- [WHAT IS NEEDED] Lines in the listing below that hold "Fails" are the ones to copy.

BEGIN LISTED RECORDS

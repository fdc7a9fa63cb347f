//! Notification shapes sent from the Board Session / Line Inspector to the
//! Control Gateway (spec §6). Grounded in the original agent's
//! `websocket.go` `notify()`, which builds one JSON object per event kind
//! through a big switch; here the switch becomes [`Notification::to_json`]
//! over a closed Rust enum instead of untyped `map[string]interface{}`.

use std::sync::Arc;

use serde::{Deserialize, Serialize};
use serde_json::{Value, json};

use crate::inspector::Event;

/// Board info parsed from `dofile("/_info.lua")` (spec §3 "Board info").
/// Written exactly once per successful boot; read-only afterward.
#[derive(Debug, Clone, Serialize, Deserialize, PartialEq, Eq)]
pub struct BoardInfo {
    pub build: String,
    pub commit: String,
    pub board: String,
    #[serde(default)]
    pub subtype: String,
    pub brand: String,
    #[serde(default)]
    pub ota: bool,
    #[serde(default, rename = "shell")]
    pub shell_enabled: bool,
}

impl BoardInfo {
    /// `brand-model[-subtype]`, computed once and cached on the session.
    pub fn firmware_name(&self) -> String {
        if self.subtype.is_empty() {
            format!("{}-{}", self.brand, self.board)
        } else {
            format!("{}-{}-{}", self.brand, self.board, self.subtype)
        }
    }
}

/// Closed set of messages the agent pushes to the IDE over the control
/// channel, unprompted by any single command (spec §6).
#[derive(Debug, Clone)]
pub enum Notification {
    BoardAttached { info: BoardInfo, new_build: bool },
    BoardDetached,
    BoardPowerOnReset,
    BoardSoftwareReset,
    BoardDeepSleepReset,
    BoardRuntimeError {
        location: String,
        line: String,
        exception: String,
        message_b64: String,
    },
    BoardRuntimeWarning {
        location: String,
        line: String,
        exception: String,
        message_b64: String,
    },
    BlockStart { block_b64: String },
    BlockEnd { block_b64: String },
    BlockError { block_b64: String, error_b64: String },
    BlockErrorCatched { block_b64: String },
    BoardUpdate { what: String },
    BoardReset,
    InvalidFirmware,
    InvalidPrerequisites,
    AttachIde { agent_version: String },
    BoardUpgraded,
    BoardGetDirContent { path: String, entries: Value },
    BoardReadFile { content_b64: String },
    BoardWriteFile { path: String },
    BoardRunProgram { path: String },
    BoardRunCommand { response_b64: String },
    ScanningBoards { candidates: usize },
    NoBoardAttached,
}

impl Notification {
    pub fn to_json(&self) -> Value {
        match self {
            Notification::BoardAttached { info, new_build } => json!({
                "command": "boardAttached",
                "info": info,
                "newBuild": new_build,
            }),
            Notification::BoardDetached => json!({ "command": "boardDetached" }),
            Notification::BoardPowerOnReset => json!({ "command": "boardPowerOnReset" }),
            Notification::BoardSoftwareReset => json!({ "command": "boardSoftwareReset" }),
            Notification::BoardDeepSleepReset => json!({ "command": "boardDeepSleepReset" }),
            Notification::BoardRuntimeError {
                location,
                line,
                exception,
                message_b64,
            } => json!({
                "command": "boardRuntimeError",
                "where": location,
                "line": line,
                "exception": exception,
                "message": message_b64,
            }),
            Notification::BoardRuntimeWarning {
                location,
                line,
                exception,
                message_b64,
            } => json!({
                "command": "boardRuntimeWarning",
                "where": location,
                "line": line,
                "exception": exception,
                "message": message_b64,
            }),
            Notification::BlockStart { block_b64 } => json!({
                "command": "blockStart",
                "block": block_b64,
            }),
            Notification::BlockEnd { block_b64 } => json!({
                "command": "blockEnd",
                "block": block_b64,
            }),
            Notification::BlockError {
                block_b64,
                error_b64,
            } => json!({
                "command": "blockError",
                "block": block_b64,
                "error": error_b64,
            }),
            Notification::BlockErrorCatched { block_b64 } => json!({
                "command": "blockErrorCatched",
                "block": block_b64,
            }),
            Notification::BoardUpdate { what } => json!({
                "command": "boardUpdate",
                "what": what,
            }),
            Notification::BoardReset => json!({ "command": "boardReset" }),
            Notification::InvalidFirmware => json!({ "command": "invalidFirmware" }),
            Notification::InvalidPrerequisites => json!({ "command": "invalidPrerequisites" }),
            Notification::AttachIde { agent_version } => json!({
                "command": "attachIde",
                "agent-version": agent_version,
            }),
            Notification::BoardUpgraded => json!({ "command": "boardUpgraded" }),
            Notification::BoardGetDirContent { path, entries } => json!({
                "command": "boardGetDirContent",
                "path": path,
                "entries": entries,
            }),
            Notification::BoardReadFile { content_b64 } => json!({
                "command": "boardReadFile",
                "content": content_b64,
            }),
            Notification::BoardWriteFile { path } => json!({
                "command": "boardWriteFile",
                "path": path,
            }),
            Notification::BoardRunProgram { path } => json!({
                "command": "boardRunProgram",
                "path": path,
            }),
            Notification::BoardRunCommand { response_b64 } => json!({
                "command": "boardRunCommand",
                "response": response_b64,
            }),
            Notification::ScanningBoards { candidates } => json!({
                "command": "scanningBoards",
                "candidates": candidates,
            }),
            Notification::NoBoardAttached => json!({ "command": "noBoardAttached" }),
        }
    }
}

/// Translates a Line Inspector [`Event`] into the notification the Control
/// Gateway forwards to the IDE. `Plain`, `Prompt`, `FallbackInterpreter`,
/// `FlashReadError` and `BootingBanner` drive the boot state machine only
/// and have no IDE-visible counterpart.
pub fn event_to_notification(event: &Event) -> Option<Notification> {
    match event {
        Event::PowerOnReset => Some(Notification::BoardPowerOnReset),
        Event::SoftwareReset => Some(Notification::BoardSoftwareReset),
        Event::DeepSleepReset => Some(Notification::BoardDeepSleepReset),
        Event::BlockStart { block } => Some(Notification::BlockStart {
            block_b64: block.clone(),
        }),
        Event::BlockEnd { block } => Some(Notification::BlockEnd {
            block_b64: block.clone(),
        }),
        Event::BlockError { block, error } => Some(Notification::BlockError {
            block_b64: block.clone(),
            error_b64: error.clone(),
        }),
        Event::BlockErrorCatched { block } => Some(Notification::BlockErrorCatched {
            block_b64: block.clone(),
        }),
        Event::RuntimeError {
            location,
            line,
            exception,
            message,
        } => Some(Notification::BoardRuntimeError {
            location: location.clone(),
            line: line.clone(),
            exception: exception.clone(),
            message_b64: message.clone(),
        }),
        Event::RuntimeWarning {
            location,
            line,
            exception,
            message,
        } => Some(Notification::BoardRuntimeWarning {
            location: location.clone(),
            line: line.clone(),
            exception: exception.clone(),
            message_b64: message.clone(),
        }),
        Event::InvalidFirmware => Some(Notification::InvalidFirmware),
        _ => None,
    }
}

/// Implemented by whatever owns the IDE connection; the Board Session and
/// Port Monitor only know they can push a [`Notification`] somewhere.
pub trait NotificationSink: Send + Sync {
    fn notify(&self, notification: Notification);
}

/// Sink that drops everything, used where no gateway is attached yet (e.g.
/// construction, tests that don't care about notifications).
pub struct NullSink;

impl NotificationSink for NullSink {
    fn notify(&self, _notification: Notification) {}
}

/// Forwards to whichever sink is currently registered, or drops the
/// notification if none is. The Board Session is built once at startup
/// and can outlive any number of IDE connections, so it's handed a
/// `SinkRouter` instead of a connection-specific sink directly; the
/// Control Gateway swaps the active sink in and out as connections come
/// and go.
#[derive(Default)]
pub struct SinkRouter {
    active: std::sync::Mutex<Option<Arc<dyn NotificationSink>>>,
}

impl SinkRouter {
    pub fn new() -> Self {
        Self::default()
    }

    pub fn set(&self, sink: Option<Arc<dyn NotificationSink>>) {
        *self.active.lock().unwrap() = sink;
    }
}

impl NotificationSink for SinkRouter {
    fn notify(&self, notification: Notification) {
        if let Some(sink) = self.active.lock().unwrap().as_ref() {
            sink.notify(notification);
        }
    }
}

#[cfg(test)]
mod tests {
    use super::*;

    #[test]
    fn firmware_name_without_subtype() {
        let info = BoardInfo {
            build: "1".into(),
            commit: "abc".into(),
            board: "esp32".into(),
            subtype: String::new(),
            brand: "whitecat".into(),
            ota: false,
            shell_enabled: true,
        };
        assert_eq!(info.firmware_name(), "whitecat-esp32");
    }

    #[test]
    fn firmware_name_with_subtype() {
        let info = BoardInfo {
            build: "1".into(),
            commit: "abc".into(),
            board: "esp32".into(),
            subtype: "core".into(),
            brand: "whitecat".into(),
            ota: false,
            shell_enabled: true,
        };
        assert_eq!(info.firmware_name(), "whitecat-esp32-core");
    }

    #[test]
    fn board_runtime_error_serializes_with_where_key() {
        let n = Notification::BoardRuntimeError {
            location: "main".into(),
            line: "12".into(),
            exception: "5".into(),
            message_b64: "bmlsIGluZGV4aW5n".into(),
        };
        let v = n.to_json();
        assert_eq!(v["where"], "main");
        assert_eq!(v["command"], "boardRuntimeError");
    }
}
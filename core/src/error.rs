//! Error taxonomy for the Board Session and its collaborators.
//!
//! Mirrors the shape of the teacher's `stm32_uart::Error`: one flat
//! `thiserror` enum with `#[from]` conversions at the I/O seams, no
//! panics or exception-style bailouts anywhere in non-test code.

use thiserror::Error;

#[derive(Error, Debug)]
pub enum SessionError {
    #[error("serial port error: {0}")]
    PortIo(#[from] serialport::Error),

    #[error("io error: {0}")]
    Io(#[from] std::io::Error),

    #[error("port closed")]
    PortClosed,

    #[error("operation timed out")]
    Timeout,

    #[error("boot sequence did not complete in time")]
    BootTimeout,

    #[error("board reported invalid firmware")]
    InvalidFirmware,

    #[error("prerequisite files could not be installed")]
    InvalidPrerequisites,

    #[error("protocol violation: {0}")]
    Protocol(String),

    #[error("no board is attached")]
    NotAttached,

    #[error("an upgrade is already in progress")]
    UpgradeInProgress,

    #[error("malformed board info: {0}")]
    BoardInfo(#[from] serde_json::Error),
}

pub type Result<T> = std::result::Result<T, SessionError>;

/// Errors from the external-collaborator trait boundaries (§10 of the
/// expanded spec): archive download/extraction and the firmware commit
/// index. Kept distinct from [`SessionError`] because these failures are
/// recoverable at the call site (fall back to files already on the board,
/// then to the most recent local copy) rather than terminal for the
/// session.
#[derive(Error, Debug)]
pub enum DownloadError {
    #[error("http request failed: {0}")]
    Http(String),

    #[error("io error: {0}")]
    Io(#[from] std::io::Error),

    #[error("archive error: {0}")]
    Archive(String),
}
//! Composition root: wires the Solana adapters into the agent.

use std::sync::Arc;

use solana_client::nonblocking::rpc_client::RpcClient;
use solana_sdk::commitment_config::CommitmentConfig;
use solana_sdk::signature::{read_keypair_file, Keypair, Signer};
use tokio::sync::watch;
use tracing::info;

use crate::adapter::outbound::solana::account::parse_pubkey;
use crate::adapter::outbound::solana::{PythOracle, SolanaClient};
use crate::application::{Agent, AgentPorts, AgentSettings, RetryPolicy};
use crate::error::{ConfigError, ExecutionError, Result};
use crate::infrastructure::config::network::Commitment;
use crate::infrastructure::config::settings::Config;
use crate::infrastructure::config::wallet::WalletConfig;

#[must_use]
pub fn commitment_config(commitment: Commitment) -> CommitmentConfig {
    match commitment {
        Commitment::Processed => CommitmentConfig::processed(),
        Commitment::Confirmed => CommitmentConfig::confirmed(),
        Commitment::Finalized => CommitmentConfig::finalized(),
    }
}

/// Read the liquidator keypair named by the wallet config.
///
/// # Errors
///
/// Fails if no keypair path is configured or the file is not a keypair.
pub fn load_wallet(config: &WalletConfig) -> Result<Keypair> {
    let path = config
        .resolved_keypair_path()
        .ok_or(ConfigError::MissingField {
            field: "keypair_path",
        })?;
    read_keypair_file(&path).map_err(|e| ExecutionError::Wallet(format!("{path}: {e}")).into())
}

/// Build the agent and its adapters from configuration.
///
/// # Errors
///
/// Fails on an unreadable wallet or malformed program addresses.
pub fn build_agent(config: &Config, wallet: Keypair) -> Result<Agent> {
    let commitment = commitment_config(config.network.commitment);
    let program_id = parse_pubkey(&config.network.program_id)?;
    let oracle_program = parse_pubkey(config.oracle.cluster.program_id())?;
    let retry = RetryPolicy::new(config.retry.clone());

    let rpc = Arc::new(RpcClient::new_with_commitment(
        config.network.rpc_url.clone(),
        commitment,
    ));
    let ledger = Arc::new(SolanaClient::new(
        Arc::clone(&rpc),
        config.network.ws_url(),
        program_id,
        commitment,
        Arc::new(wallet),
        retry,
    ));
    let oracle = Arc::new(PythOracle::new(rpc, oracle_program));

    info!(
        liquidator = %ledger.liquidator(),
        program = %program_id,
        commitment = config.network.commitment.as_str(),
        "Ledger client ready"
    );

    let ports = AgentPorts {
        positions: ledger.clone(),
        custodies: ledger.clone(),
        view: ledger.clone(),
        oracle,
        submitter: ledger,
    };
    Ok(Agent::new(ports, AgentSettings::from_config(config)))
}

/// Run the agent until `shutdown` fires.
///
/// # Errors
///
/// Returns wiring and startup failures.
pub async fn run(config: Config, shutdown: watch::Receiver<bool>) -> Result<()> {
    let wallet = load_wallet(&config.wallet)?;
    info!(wallet = %wallet.pubkey(), "Wallet loaded");
    let agent = build_agent(&config, wallet)?;
    agent.run(shutdown).await?;
    info!("Agent stopped");
    Ok(())
}

#[cfg(test)]
mod tests {
    use super::*;
    use crate::error::Error;
    use solana_sdk::signature::write_keypair_file;

    const PROGRAM: &str = "H1byJyMjQ3gUrtrrav5FV7yV3Jo6pT8YePtNkdGgoa1P";
    const SOL_MINT: &str = "EtX1Uagb44Yp5p4hsqjwAwF3mKaQTMizCyvC1CsyHAQN";
    const SOL_PRICE: &str = "J83w4HKfqxwcq3BEMMkPFSppX3gqekLyLJBexebFVkix";

    fn config() -> Config {
        Config::parse_toml(&format!(
            r#"
[network]
rpc_url = "http://127.0.0.1:8899"
program_id = "{PROGRAM}"

[oracle.price_accounts]
"{SOL_MINT}" = "{SOL_PRICE}"
"#
        ))
        .unwrap()
    }

    #[test]
    fn maps_commitment_levels() {
        assert_eq!(
            commitment_config(Commitment::Processed),
            CommitmentConfig::processed()
        );
        assert_eq!(
            commitment_config(Commitment::Confirmed),
            CommitmentConfig::confirmed()
        );
        assert_eq!(
            commitment_config(Commitment::Finalized),
            CommitmentConfig::finalized()
        );
    }

    #[test]
    fn wallet_requires_a_path() {
        let result = load_wallet(&WalletConfig::default());
        assert!(matches!(
            result,
            Err(Error::Config(ConfigError::MissingField {
                field: "keypair_path"
            }))
        ));
    }

    #[test]
    fn wallet_rejects_garbage_file() {
        let file = tempfile::NamedTempFile::new().unwrap();
        std::fs::write(file.path(), "not a keypair").unwrap();
        let wallet = WalletConfig {
            keypair_path: Some(file.path().display().to_string()),
        };

        let result = load_wallet(&wallet);

        assert!(matches!(result, Err(Error::Execution(ExecutionError::Wallet(_)))));
    }

    #[test]
    fn wallet_loads_keypair_file() {
        let dir = tempfile::tempdir().unwrap();
        let path = dir.path().join("liquidator.json");
        let keypair = Keypair::new();
        write_keypair_file(&keypair, &path).unwrap();
        let wallet = WalletConfig {
            keypair_path: Some(path.display().to_string()),
        };

        let loaded = load_wallet(&wallet).unwrap();

        assert_eq!(loaded.pubkey(), keypair.pubkey());
    }

    #[tokio::test]
    async fn builds_agent_without_touching_the_network() {
        let agent = build_agent(&config(), Keypair::new()).unwrap();
        assert!(agent.positions().is_empty());
        assert!(!agent.executor().is_dry_run());
    }
}
//! Recording [`LiquidationSubmitter`] for executor and agent tests.

use std::collections::HashSet;
use std::sync::atomic::{AtomicBool, AtomicU32, Ordering};
use std::sync::{Arc, Mutex};

use async_trait::async_trait;
use tokio::sync::Notify;

use crate::domain::{LiquidationTarget, PositionAddress, TransactionId};
use crate::error::{ExecutionError, Result};
use crate::port::LiquidationSubmitter;

/// A submitter that records every simulation and submission.
///
/// Simulations succeed unless the position was marked with
/// [`reject`](Self::reject); submissions succeed unless
/// [`fail_submissions`](Self::fail_submissions) is set.
pub struct MockSubmitter {
    rejected: Mutex<HashSet<PositionAddress>>,
    closed: Mutex<HashSet<PositionAddress>>,
    fail_submissions: AtomicBool,
    gate: Mutex<Option<Arc<Notify>>>,
    simulations: AtomicU32,
    submitted: Mutex<Vec<PositionAddress>>,
}

impl MockSubmitter {
    pub fn new() -> Self {
        Self {
            rejected: Mutex::new(HashSet::new()),
            closed: Mutex::new(HashSet::new()),
            fail_submissions: AtomicBool::new(false),
            gate: Mutex::new(None),
            simulations: AtomicU32::new(0),
            submitted: Mutex::new(Vec::new()),
        }
    }

    /// Make simulations for `address` fail with a program error.
    pub fn reject(&self, address: PositionAddress) {
        self.rejected.lock().unwrap().insert(address);
    }

    /// Make simulations for `address` fail as for a closed position account.
    pub fn close(&self, address: PositionAddress) {
        self.closed.lock().unwrap().insert(address);
    }

    pub fn fail_submissions(&self, fail: bool) {
        self.fail_submissions.store(fail, Ordering::SeqCst);
    }

    /// Hold every submission until the returned gate is notified once per submission.
    pub fn hold_submissions(&self) -> Arc<Notify> {
        let gate = Arc::new(Notify::new());
        *self.gate.lock().unwrap() = Some(gate.clone());
        gate
    }

    pub fn simulations(&self) -> u32 {
        self.simulations.load(Ordering::SeqCst)
    }

    pub fn submitted(&self) -> Vec<PositionAddress> {
        self.submitted.lock().unwrap().clone()
    }
}

impl Default for MockSubmitter {
    fn default() -> Self {
        Self::new()
    }
}

#[async_trait]
impl LiquidationSubmitter for MockSubmitter {
    async fn simulate_liquidation(&self, target: &LiquidationTarget) -> Result<()> {
        self.simulations.fetch_add(1, Ordering::SeqCst);
        if self.closed.lock().unwrap().contains(&target.address) {
            return Err(ExecutionError::PositionClosed(
                "AnchorError caused by account: position. Error Code: AccountNotInitialized".into(),
            )
            .into());
        }
        if self.rejected.lock().unwrap().contains(&target.address) {
            return Err(ExecutionError::SimulationRejected(
                "custom program error: 0x1770".into(),
            )
            .into());
        }
        Ok(())
    }

    async fn submit_liquidation(&self, target: &LiquidationTarget) -> Result<TransactionId> {
        let gate = self.gate.lock().unwrap().clone();
        if let Some(gate) = gate {
            gate.notified().await;
        }

        if self.fail_submissions.load(Ordering::SeqCst) {
            return Err(ExecutionError::SubmissionFailed("blockhash not found".into()).into());
        }
        self.submitted.lock().unwrap().push(target.address.clone());
        Ok(TransactionId::new(format!("sig-{}", target.address)))
    }
}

END LISTED RECORDS

- [REPLY TO THE EXERCISE]
/// Fails if no keypair path is configured or the file is not a keypair.
/// Fails on an unreadable wallet or malformed program addresses.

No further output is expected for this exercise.